=== Section Start ===

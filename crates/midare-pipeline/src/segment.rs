//! Interval segmentation: split one seam into sortable stretches.
//!
//! A seam is scanned left to right and cut at every masked run. The
//! result is an ordered list of [`Stretch`]es covering exactly the
//! unmasked positions; masked runs are never represented and never
//! reach the reordering engine.

use crate::types::{Pixel, Stretch};

/// Partition a seam into its unmasked stretches.
///
/// On hitting a masked pixel the scan looks ahead to the end of the
/// masked run, emits the stretch accumulated since the last break
/// (which is empty when the seam opens with a masked run), and resumes
/// after the run. A trailing unmasked run is emitted as a final
/// stretch.
///
/// The output is ordered by start index and pairwise disjoint; together
/// with the skipped masked runs it covers the full seam with no gaps
/// and no overlaps.
#[must_use]
pub fn unmasked_stretches(seam: &[Pixel]) -> Vec<Stretch> {
    let mut stretches = Vec::new();
    let len = seam.len();
    let mut base = 0;

    let mut j = 0;
    while j < len {
        if seam[j].is_masked() {
            // Look ahead for the first pixel past the masked run.
            let mut end_mask = j;
            loop {
                end_mask += 1;
                if end_mask == len || !seam[end_mask].is_masked() {
                    break;
                }
            }

            stretches.push(Stretch::new(base, j));

            // Jump past the run; the pixel at `base` is known unmasked.
            base = end_mask;
            j = end_mask;
        }
        j += 1;
    }

    if base < len {
        stretches.push(Stretch::new(base, len));
    }
    stretches
}

#[cfg(test)]
mod tests {
    use super::*;

    fn lit() -> Pixel {
        Pixel::new(100, 100, 100, 255, 0)
    }

    fn masked() -> Pixel {
        Pixel::new(100, 100, 100, 255, crate::types::MASKED)
    }

    fn zero() -> Pixel {
        Pixel::default()
    }

    /// Check the partition property: stretches are ordered, disjoint,
    /// and together with masked runs cover the whole seam.
    fn assert_partition(seam: &[Pixel], stretches: &[Stretch]) {
        let mut covered = vec![false; seam.len()];
        let mut last_end = 0;
        for stretch in stretches {
            assert!(stretch.start >= last_end, "stretches out of order");
            assert!(stretch.end <= seam.len(), "stretch past end of seam");
            for slot in &mut covered[stretch.start..stretch.end] {
                assert!(!*slot, "position covered twice");
                *slot = true;
            }
            last_end = stretch.end;
        }
        for (idx, (pixel, covered)) in seam.iter().zip(&covered).enumerate() {
            assert_eq!(
                !pixel.is_masked(),
                *covered,
                "position {idx} coverage does not match mask state",
            );
        }
    }

    #[test]
    fn unmasked_seam_is_one_stretch() {
        let seam = vec![lit(); 8];
        let stretches = unmasked_stretches(&seam);
        assert_eq!(stretches, vec![Stretch::new(0, 8)]);
        assert_partition(&seam, &stretches);
    }

    #[test]
    fn empty_seam_has_no_stretches() {
        assert!(unmasked_stretches(&[]).is_empty());
    }

    #[test]
    fn masked_run_splits_the_seam() {
        let seam = vec![lit(), lit(), masked(), masked(), lit(), lit(), lit()];
        let stretches = unmasked_stretches(&seam);
        assert_eq!(stretches, vec![Stretch::new(0, 2), Stretch::new(4, 7)]);
        assert_partition(&seam, &stretches);
    }

    #[test]
    fn leading_masked_run_emits_empty_stretch() {
        let seam = vec![masked(), lit(), lit()];
        let stretches = unmasked_stretches(&seam);
        assert_eq!(stretches, vec![Stretch::new(0, 0), Stretch::new(1, 3)]);
        assert_partition(&seam, &stretches);
    }

    #[test]
    fn trailing_masked_run_emits_no_trailing_stretch() {
        let seam = vec![lit(), lit(), masked(), masked()];
        let stretches = unmasked_stretches(&seam);
        assert_eq!(stretches, vec![Stretch::new(0, 2)]);
        assert_partition(&seam, &stretches);
    }

    #[test]
    fn fully_masked_seam_yields_only_an_empty_stretch() {
        let seam = vec![masked(); 5];
        let stretches = unmasked_stretches(&seam);
        assert_eq!(stretches, vec![Stretch::new(0, 0)]);
        assert_partition(&seam, &stretches);
    }

    #[test]
    fn zero_pixels_count_as_masked() {
        let seam = vec![lit(), zero(), zero(), lit()];
        let stretches = unmasked_stretches(&seam);
        assert_eq!(stretches, vec![Stretch::new(0, 1), Stretch::new(3, 4)]);
        assert_partition(&seam, &stretches);
    }

    #[test]
    fn single_masked_pixel_between_runs() {
        let seam = vec![lit(), masked(), lit()];
        let stretches = unmasked_stretches(&seam);
        assert_eq!(stretches, vec![Stretch::new(0, 1), Stretch::new(2, 3)]);
        assert_partition(&seam, &stretches);
    }

    #[test]
    fn alternating_mask_produces_single_pixel_stretches() {
        let seam = vec![masked(), lit(), masked(), lit(), masked()];
        let stretches = unmasked_stretches(&seam);
        assert_eq!(
            stretches,
            vec![Stretch::new(0, 0), Stretch::new(1, 2), Stretch::new(3, 4)],
        );
        assert_partition(&seam, &stretches);
    }
}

=== Section End ===

Set down only the lines above that fall between the line holding "its unmasked stretches." and the line holding "for slot in", inclusive, keeping each exact.

/// Partition a seam into its unmasked stretches.
///
/// On hitting a masked pixel the scan looks ahead to the end of the
/// masked run, emits the stretch accumulated since the last break
/// (which is empty when the seam opens with a masked run), and resumes
/// after the run. A trailing unmasked run is emitted as a final
/// stretch.
///
/// The output is ordered by start index and pairwise disjoint; together
/// with the skipped masked runs it covers the full seam with no gaps
/// and no overlaps.
#[must_use]
pub fn unmasked_stretches(seam: &[Pixel]) -> Vec<Stretch> {
    let mut stretches = Vec::new();
    let len = seam.len();
    let mut base = 0;

    let mut j = 0;
    while j < len {
        if seam[j].is_masked() {
            // Look ahead for the first pixel past the masked run.
            let mut end_mask = j;
            loop {
                end_mask += 1;
                if end_mask == len || !seam[end_mask].is_masked() {
                    break;
                }
            }

            stretches.push(Stretch::new(base, j));

            // Jump past the run; the pixel at `base` is known unmasked.
            base = end_mask;
            j = end_mask;
        }
        j += 1;
    }

    if base < len {
        stretches.push(Stretch::new(base, len));
    }
    stretches
}

#[cfg(test)]
mod tests {
    use super::*;

    fn lit() -> Pixel {
        Pixel::new(100, 100, 100, 255, 0)
    }

    fn masked() -> Pixel {
        Pixel::new(100, 100, 100, 255, crate::types::MASKED)
    }

    fn zero() -> Pixel {
        Pixel::default()
    }

    /// Check the partition property: stretches are ordered, disjoint,
    /// and together with masked runs cover the whole seam.
    fn assert_partition(seam: &[Pixel], stretches: &[Stretch]) {
        let mut covered = vec![false; seam.len()];
        let mut last_end = 0;
        for stretch in stretches {
            assert!(stretch.start >= last_end, "stretches out of order");
            assert!(stretch.end <= seam.len(), "stretch past end of seam");
            for slot in &mut covered[stretch.start..stretch.end] {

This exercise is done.